The Constitutional Court accordingly held that Article 2 of the Constitution and its corollaries ( Articles 20.1, 20.4 and 268.4 of the Constitution) had been contravened.
In addition, weighing up the various interests led to the conclusion that the lack of a requirement to obtain the taxpayer's explicit consent constituted an especially disproportionate and unjustifiable interference with the interest legally protected by the right to privacy: although the lifting of banking confidentiality could not be said to be an inevitable consequence of appeal (since the authority could always find the appeal to be ill-founded), the fact was that, by his own action, the taxpayer immediately and in one fell swoop forfeited what, ultimately, the right was intended to give him, namely control over disclosure of his personal data. Even if the authority decided not to lift confidentiality, the taxpayer lost all power of decision since the mere fact of his submitting an appeal transferred it entirely to the authority. The view must therefore be taken that there was undue and arbitrary interference with the taxpayer's self-determination regarding information.
The greatest interference with the rules deriving from the proportionality principle as broadly construed arose with regard to proportionality in the strict sense. The arrangements for exercising the power to lift confidentiality were unduly detrimental to the guarantee of a proper hearing and the right to respect for privacy in that they were not confined to what was "necessary to safeguard other rights or interests protected by the Constitution", contrary to Article 18.2 of the Constitution and were disproportionate.
Thus the approach adopted provided neither procedural fairness nor a fair hearing with regard to the lifting of banking confidentiality. That alone would justify a finding of unconstitutionality.
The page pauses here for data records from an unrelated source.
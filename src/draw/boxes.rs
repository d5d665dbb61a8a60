// 该文件是 Shanan （山南西风） 项目的一部分。
// src/draw/boxes.rs - 目标框与标签绘制
//
// 本文件根据 Apache 许可证第 2.0 版（以下简称“许可证”）授权使用；
// 除非遵守该许可证条款，否则您不得使用本文件。
// 您可通过以下网址获取许可证副本：
// http://www.apache.org/licenses/LICENSE-2.0
// 除非适用法律要求或书面同意，根据本许可协议分发的软件均按“原样”提供，
// 不附带任何形式的明示或暗示的保证或条件。
// 有关许可权限与限制的具体条款，请参阅本许可协议。
//
// Copyright (C) 2026 Johann Li <me@qinka.pro>, Wareless Group

use image::{Rgb, RgbImage};
use imageproc::drawing::{draw_filled_rect_mut, draw_hollow_rect_mut, draw_text_mut};
use imageproc::rect::Rect;

use crate::{
  color::{DEFAULT_BOX_COLOR, color_for, text_color_for},
  config::AnnotateConfig,
  draw::{Draw, clamp_span},
  error::AnnotateError,
  record::DetectionRecord,
};

/// 单个目标框的绘制指令
#[derive(Debug, Clone, PartialEq, Eq)]
pub struct BoxInstruction {
  /// 左上角，像素坐标向零截断
  pub top_left: (i32, i32),
  /// 右下角，包含在框内
  pub bottom_right: (i32, i32),
  pub text: String,
  pub color: Rgb<u8>,
}

/// 组合目标框标签，例如 `#1 person (91%) > running`
pub fn box_text(
  object_id: Option<i64>,
  label: &str,
  score: f64,
  attribute: Option<&str>,
) -> String {
  let mut text = String::new();
  if let Some(id) = object_id {
    text.push_str(&format!("#{} ", id));
  }
  text.push_str(&format!("{} ({:.0}%)", label, score * 100.0));
  if let Some(attribute) = attribute {
    text.push_str(&format!(" > {}", attribute));
  }
  text
}

/// 校验记录并生成全部目标框的绘制指令
pub fn plan_boxes(
  record: &DetectionRecord,
  config: &AnnotateConfig,
) -> Result<Vec<BoxInstruction>, AnnotateError> {
  let separator = config.object_label_separator();
  record.validate(separator)?;
  if record.is_empty() {
    return Ok(Vec::new());
  }

  let labels = record.labels(separator);
  let attributes = record.attributes(separator);
  let object_ids = record.object_id.as_deref();

  let items = (0..record.object_count())
    .map(|i| {
      let (x, y, w, h) = (record.x[i], record.y[i], record.w[i], record.h[i]);
      let object_id = object_ids.map(|ids| ids[i]);
      let color = match object_id {
        Some(id) => color_for(id.saturating_sub(1)),
        None => DEFAULT_BOX_COLOR,
      };
      BoxInstruction {
        top_left: (x as i32, y as i32),
        bottom_right: ((x + w) as i32, (y + h) as i32),
        text: box_text(
          object_id,
          labels[i],
          record.score[i],
          attributes.as_ref().map(|attributes| attributes[i]),
        ),
        color,
      }
    })
    .collect();

  Ok(items)
}

impl Draw {
  /// 在图像上绘制全部目标框，返回同一图像
  pub fn render_boxes<'i>(
    &self,
    image: &'i mut RgbImage,
    record: &DetectionRecord,
    config: &AnnotateConfig,
  ) -> Result<&'i mut RgbImage, AnnotateError> {
    for item in plan_boxes(record, config)? {
      self.draw_box(image, &item);
    }
    Ok(image)
  }

  /// 绘制 1 像素边框，并在框上方绘制填充的标签条
  pub fn draw_box(&self, image: &mut RgbImage, item: &BoxInstruction) {
    let (width, height) = image.dimensions();
    let (x0, y0) = item.top_left;
    let (x1, y1) = item.bottom_right;

    // 边框各边限制在画布外一像素以内
    let left = clamp_span(x0.min(x1), 0, width);
    let right = clamp_span(x0.max(x1), 0, width);
    let top = clamp_span(y0.min(y1), 0, height);
    let bottom = clamp_span(y0.max(y1), 0, height);
    let rect =
      Rect::at(left, top).of_size(right.abs_diff(left) + 1, bottom.abs_diff(top) + 1);
    draw_hollow_rect_mut(image, rect, item.color);

    let text_color = text_color_for(item.color);
    let (text_width, line_height) = self.measure_text(self.box_label_scale, &item.text);
    let strip_width = text_width + 2 * self.label_margin;
    let strip_height = line_height + 2 * self.label_margin;

    // 标签条紧贴在框的上边缘之上
    let strip_x = clamp_span(x0, strip_width, width);
    let strip_y = clamp_span(y0.saturating_sub(strip_height as i32), strip_height, height);
    let strip = Rect::at(strip_x, strip_y).of_size(strip_width, strip_height);
    draw_filled_rect_mut(image, strip, item.color);

    let margin = self.label_margin as i32;
    draw_text_mut(
      image,
      text_color,
      strip_x + margin,
      strip_y + margin,
      self.box_label_scale,
      &self.font,
      &item.text,
    );
  }
}

#[cfg(test)]
mod tests {
  use super::*;

  fn config() -> AnnotateConfig {
    AnnotateConfig::builder().build().unwrap()
  }

  #[test]
  fn text_is_composed_from_optional_parts() {
    assert_eq!(box_text(None, "person", 0.91, None), "person (91%)");
    assert_eq!(box_text(Some(3), "ball", 0.754, None), "#3 ball (75%)");
    assert_eq!(
      box_text(Some(1), "person", 0.5, Some("running")),
      "#1 person (50%) > running"
    );
  }

  #[test]
  fn corners_are_truncated_toward_zero() {
    let record = DetectionRecord::new(
      "car",
      vec![10.9],
      vec![-2.7],
      vec![5.5],
      vec![4.1],
      vec![0.5],
    );
    let items = plan_boxes(&record, &config()).unwrap();
    assert_eq!(items[0].top_left, (10, -2));
    assert_eq!(items[0].bottom_right, (16, 1));
    assert_eq!(items[0].color, DEFAULT_BOX_COLOR);
  }

  #[test]
  fn identity_picks_palette_color() {
    let record = DetectionRecord::new(
      "a|b",
      vec![0.0, 0.0],
      vec![0.0, 0.0],
      vec![1.0, 1.0],
      vec![1.0, 1.0],
      vec![0.1, 0.2],
    )
    .with_object_ids(vec![1, 12])
    .with_attribute("x|y");
    let config = AnnotateConfig::builder()
      .object_label_separator("|")
      .build()
      .unwrap();
    let items = plan_boxes(&record, &config).unwrap();
    assert_eq!(items[0].color, color_for(0));
    assert_eq!(items[1].color, color_for(1));
    assert_eq!(items[1].text, "#12 b (20%) > y");
  }

  #[test]
  fn no_objects_leaves_image_unchanged() {
    let mut image = RgbImage::from_pixel(16, 16, Rgb([9, 9, 9]));
    let expected = image.clone();
    Draw::default()
      .render_boxes(&mut image, &DetectionRecord::default(), &config())
      .unwrap();
    assert_eq!(image, expected);
  }

  #[test]
  fn label_strip_uses_contrasting_text() {
    let draw = Draw::default();
    let cases = [(Rgb([0, 0, 0]), true), (Rgb([255, 255, 255]), false)];
    for (background, text_is_bright) in cases {
      let inverse = Rgb([255 - background[0], 255 - background[1], 255 - background[2]]);
      let mut image = RgbImage::from_pixel(200, 100, inverse);
      let item = BoxInstruction {
        top_left: (10, 60),
        bottom_right: (150, 90),
        text: "#7 person (99%)".to_string(),
        color: background,
      };
      draw.draw_box(&mut image, &item);

      // 标签条左下角只有背景色
      assert_eq!(*image.get_pixel(10, 59), background);
      // 标签条的文字区域内存在文字像素
      let (text_width, line_height) = draw.measure_text(draw.box_label_scale, &item.text);
      let has_text = (58 - line_height..58).any(|y| {
        (12..12 + text_width).any(|x| {
          let Rgb([r, _, _]) = *image.get_pixel(x, y);
          if text_is_bright { r > 128 } else { r < 128 }
        })
      });
      assert!(has_text);
    }
  }

  #[test]
  fn boxes_outside_canvas_are_clipped() {
    let mut image = RgbImage::new(20, 20);
    let record = DetectionRecord::new(
      "a,b,c",
      vec![-50.0, 15.0, 1.0e12],
      vec![-50.0, 15.0, -1.0e12],
      vec![60.0, 30.0, 1.0e12],
      vec![60.0, 30.0, 1.0e12],
      vec![0.5, 0.5, 0.5],
    );
    Draw::default()
      .render_boxes(&mut image, &record, &config())
      .unwrap();
    assert_eq!(image.dimensions(), (20, 20));
    // 第一个框的右下角在画布内
    assert_eq!(*image.get_pixel(10, 10), DEFAULT_BOX_COLOR);
  }
}
// 该文件是 Shanan （山南西风） 项目的一部分。
// src/error.rs - 标注错误定义
//
// 本文件根据 Apache 许可证第 2.0 版（以下简称“许可证”）授权使用；
// 除非遵守该许可证条款，否则您不得使用本文件。
// 您可通过以下网址获取许可证副本：
// http://www.apache.org/licenses/LICENSE-2.0
// 除非适用法律要求或书面同意，根据本许可协议分发的软件均按“原样”提供，
// 不附带任何形式的明示或暗示的保证或条件。
// 有关许可权限与限制的具体条款，请参阅本许可协议。
//
// Copyright (C) 2026 Johann Li <me@qinka.pro>, Wareless Group

use thiserror::Error;

/// 配置错误，在构建配置时报告
#[derive(Error, Debug, Clone, PartialEq, Eq)]
pub enum ConfigError {
  #[error("目标标签分隔符未设置")]
  EmptySeparator,
  #[error("不支持的图像编码 `{0}`，必须是 wide、jpg 或 png 之一")]
  UnsupportedEncoding(String),
}

/// 检测记录的形状错误，上游记录格式不正确
#[derive(Error, Debug, Clone, PartialEq, Eq)]
pub enum ShapeError {
  #[error("字段 `{field}` 长度不匹配: 期望 {expected}, 实际 {actual}")]
  LengthMismatch {
    field: &'static str,
    expected: usize,
    actual: usize,
  },
  #[error("字段 `{field}` 分隔后的标记数不匹配: 期望 {expected}, 实际 {actual}")]
  TokenCountMismatch {
    field: &'static str,
    expected: usize,
    actual: usize,
  },
  #[error("每个目标的轨迹数数组长度为 {actual}, 目标数为 {expected}")]
  TrackCountLength { expected: usize, actual: usize },
  #[error("轨迹总数 {declared} 与轨迹关键点计数数组长度 {actual} 不一致")]
  TrackSumMismatch { declared: usize, actual: usize },
  #[error("关键点总数 {declared} 与关键点数组 `{field}` 长度 {actual} 不一致")]
  KeypointSumMismatch {
    field: &'static str,
    declared: usize,
    actual: usize,
  },
  #[error("存在关键点坐标但缺少字段 `{0}`")]
  MissingKeypointField(&'static str),
}

/// 单帧标注错误
#[derive(Error, Debug, Clone, PartialEq, Eq)]
pub enum AnnotateError {
  #[error("配置错误: {0}")]
  Config(#[from] ConfigError),
  #[error("记录形状错误: {0}")]
  Shape(#[from] ShapeError),
  #[error("关键点标签编号 {label_id} 超出范围, 共配置 {available} 个关键点标签")]
  KeypointLabelOutOfRange { label_id: i64, available: usize },
}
But this defect, which was reflected in disregard of the right to detailed and appropriate procedural rules, had even more serious effects in the event of an administrative or judicial appeal, basically because it confronted the taxpayer with a constitutionally unacceptable dilemma: either he risked losing his privacy or he lost an important means of protecting his rights and interests. Instead of striking a harmonious balance between the two alternatives so as to retain the main advantages of both, the amendments "compelled" the taxpayer to choose between the two.
On this second issue the Constitutional Court thus found to be unconstitutional the provisions of the code of tax procedure as amended by the parliamentary decree, on the grounds of infringement of Articles 2, 18.2, 20.1, 20.4, 26.1 and 268.4 of the Constitution.